Twenty-fifth
"Sudah puas sembunyi dariku?" tanya Hanbin tersenyum miring menggoda seperti biasa. Jiahn mendorong Hanbin dan pria itu terjungkal ke sisi Jiahn. Lantas dengan tergesa Jiahn bangun pergi melangkah cepat meninggalkan Hanbin. "Sepertinya kau memang masih ingin sembunyi dariku ya?" Hanbin bersuara lagi dan Jiahn menjadi pihak yang membungkam. Tapi tentu saja, Hanbin mengejarnya kali ini lalu meraih tangan Jiahn yang membuat perempuan Son itu sontak menepis tangan Hanbin yang baru dua detik menggenggam tangannya. "Siapa yang kau maksud sembunyi?! Aku tidak sembunyi!" seru Jiahn gelagapan. Jiahn jelas tidak merasa marah, tapi entah mengapa rasanya benar-benar ingin kabur dari hadapan Hanbin.
"Son Jiahn," Hanbin memanggil masih mencoba meraih tangan Jiahn untuk ketiga kalinya dan kali ini dia benar-benar menahan tangan Jiahn kuat-kuat agar tidak tertepis lagi seperti sebelumnya. Lensa kameranya retak, itu jelas karena dia jatuh dengan tidak baik. Tapi, sekarang soal kamera bukan masalah, yang penting adalah Jiahn. "Aku mencarimu nyaris ke seluruh negara ini, dan begini caramu berterimakasih?"
"Aku tidak pernah memintamu untuk menolongku, jadi kau harusnya mengabaikan hal itu saja."
"Jadi kau minta padaku untuk melihatmu terkena bola, kau terluka dan setelah itu baru menghampirimu?"
"Seharusnya kau tidak perlu repot-repot mencariku sama sekali, lepas."
"Tidak akan, aku benci mengatakan ini tapi kau –" Hanbin menahan ucapannya. Dan kala itu dia berhasil melepas tangannya dari genggaman Hanbin. Jelas sekali tatapan mata itu sangat frustrasi saat harus mengejar langkah Jiahn kembali. "Aku benci mengatakan ini tapi kau hampir terluka, aku sangat membenci melihat kau terluka. Kau selalu terluka, dan kau harus tahu aku benci karena lagi-lagi saat menemukanmu kau nyaris terluka...ah," Hanbin meringis tertahan kala menggerakkan lengan kirinya. Jiahn hanya menghela napas panjang lalu membawa Hanbin bersamanya menuju hotel tanpa mengatakan apa-apa.
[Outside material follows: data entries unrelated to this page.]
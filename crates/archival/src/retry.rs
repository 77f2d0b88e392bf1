//! Fixed-delay retry policy applied to every stage task.

use std::future::Future;
use std::time::Duration;

use tracing::warn;

use storm_common::StormResult;

/// How many times a task runs and how long to wait between attempts.
///
/// Configuration and validation errors end the task on the first attempt.
#[derive(Debug, Clone, Copy, PartialEq, Eq)]
pub struct RetryPolicy {
    /// Total attempts, the first one included
    pub max_attempts: u32,
    /// Pause between attempts
    pub delay: Duration,
}

impl Default for RetryPolicy {
    fn default() -> Self {
        Self {
            max_attempts: 10,
            delay: Duration::from_secs(5),
        }
    }
}

impl RetryPolicy {
    pub fn new(max_attempts: u32, delay: Duration) -> Self {
        Self {
            max_attempts: max_attempts.max(1),
            delay,
        }
    }

    /// Read `TASK_MAX_ATTEMPTS` and `TASK_RETRY_DELAY_SECS`, defaulting
    /// anything missing or unparsable.
    pub fn from_env() -> Self {
        let defaults = Self::default();
        let attempts = std::env::var("TASK_MAX_ATTEMPTS")
            .ok()
            .and_then(|v| v.parse().ok())
            .unwrap_or(defaults.max_attempts);
        let delay = std::env::var("TASK_RETRY_DELAY_SECS")
            .ok()
            .and_then(|v| v.parse().ok())
            .map(Duration::from_secs)
            .unwrap_or(defaults.delay);
        Self::new(attempts, delay)
    }

    /// Run `op` until it succeeds, fails with a non-retryable error, or the
    /// attempts are used up. `op` receives the 1-based attempt number.
    pub async fn run<T, F, Fut>(&self, task: &str, mut op: F) -> StormResult<T>
    where
        F: FnMut(u32) -> Fut,
        Fut: Future<Output = StormResult<T>>,
    {
        let mut attempt = 1;
        loop {
            match op(attempt).await {
                Ok(value) => return Ok(value),
                Err(e) if !e.is_retryable() || attempt >= self.max_attempts => return Err(e),
                Err(e) => {
                    warn!(
                        task = %task,
                        error = %e,
                        attempt,
                        max_attempts = self.max_attempts,
                        delay_secs = self.delay.as_secs(),
                        "Task failed, retrying"
                    );
                    tokio::time::sleep(self.delay).await;
                    attempt += 1;
                }
            }
        }
    }
}
//! Common test fixtures.
//!
//! The storm is Hurricane Harvey over the western Gulf of Mexico, the
//! extent the archival pipeline was first exercised against.

use std::path::Path;

use chrono::{DateTime, TimeZone, Utc};
use storm_common::{
    ArchiveSettings, BoundingBox, CategoryRequirement, FetchLog, ModelRun, ProcessorKind,
    ProviderSource, SourceProtocol, StormEvent, TimeWindow,
};

/// Signed-longitude extent of the fixture storm.
pub const GULF_EXTENT: (f64, f64, f64, f64) = (-97.5, 28.2, -91.0, 33.3);

/// Midnight UTC on the given day.
pub fn day(year: i32, month: u32, day: u32) -> DateTime<Utc> {
    Utc.with_ymd_and_hms(year, month, day, 0, 0, 0).unwrap()
}

pub fn window() -> TimeWindow {
    TimeWindow::new(day(2017, 8, 20), day(2017, 9, 3))
}

pub fn storm() -> StormEvent {
    let (min_x, min_y, max_x, max_y) = GULF_EXTENT;
    StormEvent {
        id: 1,
        name: "Harvey".to_string(),
        geo: BoundingBox::new(min_x, min_y, max_x, max_y),
        window: window(),
    }
}

/// Requirement with id 1.
pub fn requirement(storm: &StormEvent, name: &str) -> CategoryRequirement {
    requirement_with_id(storm, 1, name)
}

pub fn requirement_with_id(storm: &StormEvent, id: i64, name: &str) -> CategoryRequirement {
    CategoryRequirement {
        id,
        storm_id: storm.id,
        name: name.to_string(),
        geo: storm.geo,
        window: storm.window,
        active: true,
    }
}

/// Provider with id 1 speaking the protocol its processor implies.
pub fn provider(requirement: &CategoryRequirement, processor: ProcessorKind) -> ProviderSource {
    provider_with_id(requirement, 1, processor)
}

pub fn provider_with_id(
    requirement: &CategoryRequirement,
    id: i64,
    processor: ProcessorKind,
) -> ProviderSource {
    let source = match processor {
        ProcessorKind::RemoteGrid | ProcessorKind::RemoteSequence => {
            SourceProtocol::RemoteSubsetting
        }
        _ => SourceProtocol::GenericBuoyFeed,
    };
    ProviderSource {
        id,
        requirement_id: requirement.id,
        name: format!("{} provider {}", requirement.name, id),
        processor,
        source,
        url: format!("https://data.example.org/{}/{}", requirement.name.to_lowercase(), id),
        active: true,
        data_regex: None,
    }
}

pub fn fetch_log(
    id: i64,
    requirement: &CategoryRequirement,
    date: DateTime<Utc>,
    success: bool,
    snapshot: &str,
) -> FetchLog {
    FetchLog {
        id,
        storm_id: requirement.storm_id,
        requirement_id: requirement.id,
        requirement_name: requirement.name.clone(),
        provider_id: 1,
        date,
        success,
        snapshot: snapshot.to_string(),
    }
}

pub fn model_run(id: i64, storm: &StormEvent) -> ModelRun {
    ModelRun::new(id, storm.id)
}

/// Settings rooted at a temporary directory.
pub fn archive_settings(root: &Path) -> ArchiveSettings {
    ArchiveSettings {
        data_dir: root.to_path_buf(),
        ..ArchiveSettings::default()
    }
}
Mereka pergi ke kamar Jiahn. Semacam kebiasaan, Jiahn selalu membawa kotak P3K kemana pun ia pergi, terutama jika itu jarak jauh. Jadi dia tidak harus kesulitan mencari apotek jika terluka. Ya walaupun itu hanya antisipasi. Tapi, sekarang kondisinya bukan lagi antisipasi. Seseorang telah terluka dan itu adalah Hanbin. Mereka sama-sama duduk di sofa panjang yang menghadap ke televisi, tapi Jiahn sama sekali tidak membuka suara membuat suasana di antara mereka semakin canggung.
Ruangan yang hening akhirnya pecah menjadi ringisan tanpa jeda dari Hanbin ketika perlahan tangan Jiahn mulai menyentuh permukaan punggung dengan krim pereda memar yang warnanya mulai berwarna keunguan. Setelah selesai Hanbin menurunkan kaosnya dan menyentuh lengan Jiahn sejenak, matanya menatap perempuan itu dalam.
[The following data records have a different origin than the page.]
//! Point query handler.

use std::path::{Component, Path, PathBuf};
use std::sync::Arc;

use axum::{
    extract::{Extension, RawQuery},
    Json,
};
use serde::Serialize;
use tracing::{debug, instrument};

use mesh_query::{MeshDataset, MeshQueryError, PointSample};
use storm_common::StormError;

use crate::error::{ApiError, ApiResult};
use crate::state::AppState;

/// Parsed `/psa-filter` query string. `coordinate` repeats, so the
/// serde-backed `Query` extractor can't collect it.
#[derive(Debug, Default, PartialEq)]
pub struct PsaFilterParams {
    pub dataset_path: String,
    pub coordinate: Vec<String>,
}

impl PsaFilterParams {
    pub fn parse(query: &str) -> Self {
        let mut params = Self::default();
        for (key, value) in url::form_urlencoded::parse(query.as_bytes()) {
            match key.as_ref() {
                "dataset_path" => params.dataset_path = value.into_owned(),
                "coordinate" => params.coordinate.push(value.into_owned()),
                _ => {}
            }
        }
        params
    }

    /// `(lat, lon)` from exactly two numeric coordinate values.
    pub fn point(&self) -> ApiResult<(f64, f64)> {
        if self.coordinate.len() != 2 {
            return Err(ApiError::NotFound("Coordinate (2) not supplied".to_string()));
        }
        let parsed: Result<Vec<f64>, _> =
            self.coordinate.iter().map(|c| c.trim().parse::<f64>()).collect();
        match parsed.as_deref() {
            Ok([lat, lon]) if lat.is_finite() && lon.is_finite() => Ok((*lat, *lon)),
            _ => Err(ApiError::NotFound("Coordinate should be floats".to_string())),
        }
    }
}

#[derive(Debug, Serialize)]
pub struct PsaFilterResponse {
    pub water_depth: Vec<PointSample>,
}

/// Join a client-supplied dataset path under `root`, refusing anything that
/// could step outside it.
fn resolve_dataset(root: &Path, dataset_path: &str) -> Option<PathBuf> {
    let relative = Path::new(dataset_path);
    if dataset_path.is_empty()
        || relative
            .components()
            .any(|c| !matches!(c, Component::Normal(_) | Component::CurDir))
    {
        return None;
    }
    let absolute = root.join(relative);
    absolute.is_file().then_some(absolute)
}

/// GET /psa-filter?dataset_path=..&coordinate=<lat>&coordinate=<lon>
#[instrument(skip_all)]
pub async fn psa_filter_handler(
    Extension(state): Extension<Arc<AppState>>,
    RawQuery(query): RawQuery,
) -> ApiResult<Json<PsaFilterResponse>> {
    let params = PsaFilterParams::parse(query.as_deref().unwrap_or_default());

    let root = state.opendap_root();
    let Some(path) = resolve_dataset(&root, &params.dataset_path) else {
        return Err(ApiError::NotFound(format!(
            "Dataset Path does not exist: {}",
            root.join(&params.dataset_path).display()
        )));
    };
    let (lat, lon) = params.point()?;

    debug!(path = %path.display(), lat, lon, "Point query");
    let water_depth = tokio::task::spawn_blocking(move || {
        MeshDataset::open(&path)?.point_series(lat, lon)
    })
    .await
    .map_err(|e| StormError::Internal(format!("Point query task failed: {}", e)))?
    .map_err(|e| match e {
        MeshQueryError::NoNode => ApiError::NotFound("No data found at this location".to_string()),
        other => ApiError::Storm(other.into()),
    })?;

    metrics::counter!("psa_point_queries_total").increment(1);
    Ok(Json(PsaFilterResponse { water_depth }))
}

#[cfg(test)]
mod tests {
    use super::*;

    #[test]
    fn test_parse_collects_repeated_coordinates() {
        let params =
            PsaFilterParams::parse("dataset_path=Harvey%2Fmesh.nc&coordinate=29.6&coordinate=-94.4");
        assert_eq!(params.dataset_path, "Harvey/mesh.nc");
        assert_eq!(params.coordinate, vec!["29.6", "-94.4"]);
        assert_eq!(params.point().unwrap(), (29.6, -94.4));
    }

    #[test]
    fn test_point_requires_two_floats() {
        let one = PsaFilterParams::parse("coordinate=29.6");
        assert!(matches!(one.point(), Err(ApiError::NotFound(_))));

        let three = PsaFilterParams::parse("coordinate=1&coordinate=2&coordinate=3");
        assert!(matches!(three.point(), Err(ApiError::NotFound(_))));

        let words = PsaFilterParams::parse("coordinate=north&coordinate=-94.4");
        assert!(matches!(words.point(), Err(ApiError::NotFound(_))));
    }

    #[test]
    fn test_resolve_rejects_escaping_paths() {
        let dir = tempfile::tempdir().unwrap();
        std::fs::write(dir.path().join("mesh.nc"), b"nc").unwrap();

        assert!(resolve_dataset(dir.path(), "mesh.nc").is_some());
        assert!(resolve_dataset(dir.path(), "").is_none());
        assert!(resolve_dataset(dir.path(), "../mesh.nc").is_none());
        assert!(resolve_dataset(dir.path(), "/etc/passwd").is_none());
        assert!(resolve_dataset(dir.path(), "missing.nc").is_none());
    }
}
"Jiahn, aku minta maaf atas nada bicaraku yang seperti membentakmu barusan... aku hanya tidak suka kau terluka."
"Seharusnya aku tidak lewat sana tadi," jawab Jiahn membereskan kotak P3K miliknya dan mengembalikannya ke tas, namun kedua matanya enggan menatap Hanbin kembali. "Dengan begitu aku tidak akan berutang budi lagi padamu."
"Jiahn, kurasa bukan waktu yang tepat untuk bertanya alasan segala yang kau lakukan sampai berada dihari ini,"
"Itu jelas, sekarang kau bisa kembali ke kamarmu dan istirahat."
"Jiahn, dengarkan aku dulu..."
"Hanbin, aku akan mendengarmu tapi jelas di sini sebaiknya kau yang dengarkan aku dulu," Jiahn memaksa Hanbin untuk bangkit dan memdorong pelan pria itu menuju pintu keluar. Hanbin tidak melakukan banyak perlawanan, teknisnya pria itu menurut dengan perlakuan Jiahn padanya, tapi jelas sekali mulutnya tidak begitu. Jiahn membuka pintu dan mengirim Hanbin keluar dari kamar hotelnya. "Lakukan liburanmu dan istirahatlah. Aku kemari bukan untuk bertemu denganmu, aku hanya ingin berlibur. Kita bisa bicara nanti," jelas Jiahn tanpa memberi Hanbin jeda untuk menanggapi, pintu kamar Jiahn tertutup rapat dan tentu saja terkunci.
KAMU SEDANG MEMBACA
Heartbreaker | proses!
FanfictionTentang friendzone Tentang unrequited love Tentang asing yang menjadi akrab Tentang akrab yang menjadi jauh Tentang jauh yang kemudian terlupakan Tentang obsesi untuk takut melepaskan Tentang mimpi dan harga diri Tentang ego yang tak mau berj...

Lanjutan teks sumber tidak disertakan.